Linked by challenges, actors headline at B’nai Jeshurun
Staff Writer, New Jersey Jewish News

Marlee Matlin and Henry Winkler lit up the bima as they discussed their intertwined stories at Temple B’nai Jeshurun’s annual Cooperman Family Distinguished Speakers lecture, held April 29, before an audience of about 400.
Plenty of children were in the audience, although few have any idea who “the Fonz” is, and surely fewer have seen Children of A Lesser God, for which Matlin, then 21, won a Best Actress Oscar in 1986. Instead, they were there to see Winkler the author — of the “Hank Zipzer” book series about an older elementary school student with a learning disability.
In addition to two sign language interpreters (one for Matlin, who is deaf, and one for the audience) the synagogue also provided CART, or Computer Assisted Realtime Translation. An increasingly popular alternative to an interpreter, it allows people to read, on a large screen, what a speaker is saying, almost simultaneously (or at least as fast as a human translator can type).
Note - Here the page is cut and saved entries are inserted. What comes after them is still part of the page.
//! The stage controller: a five-state machine with one persisted slot.

use ubers_types::{Stage, Transition};

use crate::store::KeyValueStore;

/// Key under which the current stage is persisted.
pub const STAGE_KEY: &str = "ubers_contract_stage";

#[derive(Debug, Clone, Copy, PartialEq, Eq)]
pub enum FlowOutcome {
    Advanced { from: Stage, to: Stage },
    Reset { from: Stage },
    /// Not an outgoing edge of the current stage; nothing changed.
    Ignored,
}

impl FlowOutcome {
    #[must_use]
    pub fn changed_stage(self) -> bool {
        match self {
            FlowOutcome::Advanced { from, to } => from != to,
            FlowOutcome::Reset { from } => from != Stage::Invite,
            FlowOutcome::Ignored => false,
        }
    }
}

/// Owns the current stage and keeps the store in step with it.
///
/// Every transition performs exactly one store write. Store failures never
/// surface: reads fall back to [`Stage::Invite`] and failed writes leave the
/// in-memory stage authoritative.
#[derive(Debug)]
pub struct StageFlow<S> {
    stage: Stage,
    store: S,
}

impl<S: KeyValueStore> StageFlow<S> {
    /// Resume from the stored stage, or start at the invite.
    pub fn restore(store: S) -> Self {
        let stage = match store.get(STAGE_KEY) {
            Ok(Some(raw)) => raw.parse::<Stage>().unwrap_or_default(),
            Ok(None) | Err(_) => Stage::default(),
        };
        Self { stage, store }
    }

    #[must_use]
    pub fn stage(&self) -> Stage {
        self.stage
    }

    #[must_use]
    pub fn store(&self) -> &S {
        &self.store
    }

    /// Apply a screen's completion.
    ///
    /// `Reset` is honoured from every stage; any other transition must be an
    /// outgoing edge of the current stage or it is ignored.
    pub fn apply(&mut self, transition: Transition) -> FlowOutcome {
        if transition == Transition::Reset {
            return self.reset();
        }
        if !transition.leaves(self.stage) {
            tracing::debug!(
                stage = %self.stage,
                %transition,
                "Ignoring transition that does not leave the current stage"
            );
            return FlowOutcome::Ignored;
        }

        let from = self.stage;
        let to = transition.target();
        self.stage = to;
        self.persist();
        tracing::info!(%from, %to, %transition, "Stage advanced");
        FlowOutcome::Advanced { from, to }
    }

    /// Clear the stored stage and return to the invite, whatever the current stage.
    pub fn reset(&mut self) -> FlowOutcome {
        let from = self.stage;
        if let Err(e) = self.store.remove(STAGE_KEY) {
            tracing::warn!("Failed to clear stored stage: {e}");
        }
        self.stage = Stage::Invite;
        tracing::info!(%from, "Experience reset");
        FlowOutcome::Reset { from }
    }

    fn persist(&mut self) {
        if let Err(e) = self.store.set(STAGE_KEY, self.stage.as_str()) {
            tracing::warn!(stage = %self.stage, "Failed to persist stage: {e}");
        }
    }
}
Matlin’s history offers a kind of counterpoint to Winkler’s; her story softens his. Together, they offered a way of navigating life and overcoming obstacles.
Winkler, who could have passed for a TBJ board member, told the audience that he realized he had a learning disability at the age of 31 when his own third-grade son was diagnosed with dyslexia. Until then, he said, he simply thought he was stupid.
He recalled a conversation he had with the dean when he was a student at the private McBurney School in New York City. “The dean said to me, ‘I want to know why you are not succeeding.’ I said, ‘That makes two of us.’ It was horrible.”
The lack of support from his parents, German Jews who had fled the Nazis and settled in New York City, didn’t help. “My parents had an affectionate phrase for me growing up: ‘stummer hund.’ For those of you who don’t speak German, it’s ‘dumb dog.’ Very supportive human beings,” he said with obvious sarcasm. They did show their pride he said, after he gained fame as the motorcycle-riding, leather jacket-wearing ’50s “greaser,” Fonzie, on TV’s hit show Happy Days. “But by then it was too late. I needed their support when I was having trouble in school,” he said.
Matlin’s parents, on the other hand, were supportive, even ahead of their time, as they mainstreamed their daughter, who has been deaf since she was 18 months old, in elementary school, disregarding a specialist’s advice to send her away for help. And they joined Temple Bene Shalom in Chicago, a local synagogue that happened to be the only one in the country at the time serving both deaf and hearing Jews. Matlin called her bat mitzva training “the best thing they ever did for me.” But she cried while reading from the Torah when she saw her family and friends crying. To her horror, her tears stained the parchment, and she fearfully told the rabbi. But he was not concerned, telling her, she said, “On this most important day, our Torah was stained with your tears for your dreams and your parents’ dreams. Your tears are a wonderful mitzva.”
Where Winkler had no role model until he met director Garry Marshall, it was he who turned out to be the one who was always there for Matlin when she needed support.
The two met one day in Chicago, when Winkler visited The Center on Deafness, where Matlin was a young student. He was so impressed with her turn in the show presented that day that he came backstage to meet her. She was, she said, “wowed. He was more famous than President Clinton.”
After the performance, her parents urged Winkler to tell Matlin to give up her dream of becoming an actress.
Winkler recounted: “I said, ‘I’m so sorry. I cannot do that. What I just experienced is something that is so profound.’ I went back to Marlee and I told her, ‘I’m telling you now, if that’s what you want to do, you will be able to do it. What just jumped off the stage into the audience was something that you have a gift for and that’s all there is to it. Don’t let anyone tell you otherwise.”
In fact, Winkler told the audience, hanging on the wall in his office is a metal cutting bearing Theodor Herzl’s famous phrase, “If you will it, it is no dream,” a philosophy he has embraced.
Eventually, after winning her Academy Award for Children of a Lesser God — the youngest person ever to receive Best Actress honors — Matlin turned up on Winkler’s doorstep, award in hand. A few things had turned sour in her life, and she was furious with Daily News critic Rex Reed’s summation of the award as a “pity vote.”
Winkler invited her to stay the weekend. She stayed two-and-a-half years, sealing his role as a father figure and mentor to her. When she married, the ceremony was held on the lawn of his home.
He said, “I knew what it was to be told no, you can’t, and to struggle.”
To an audience member who asked about a son managing with dyslexia, he said to tell him, “You can figure it out. Dyslexia will never define you. It just makes everything a little more complicated. You put one foot in front of the other, and it will never stop you from being magnificent.”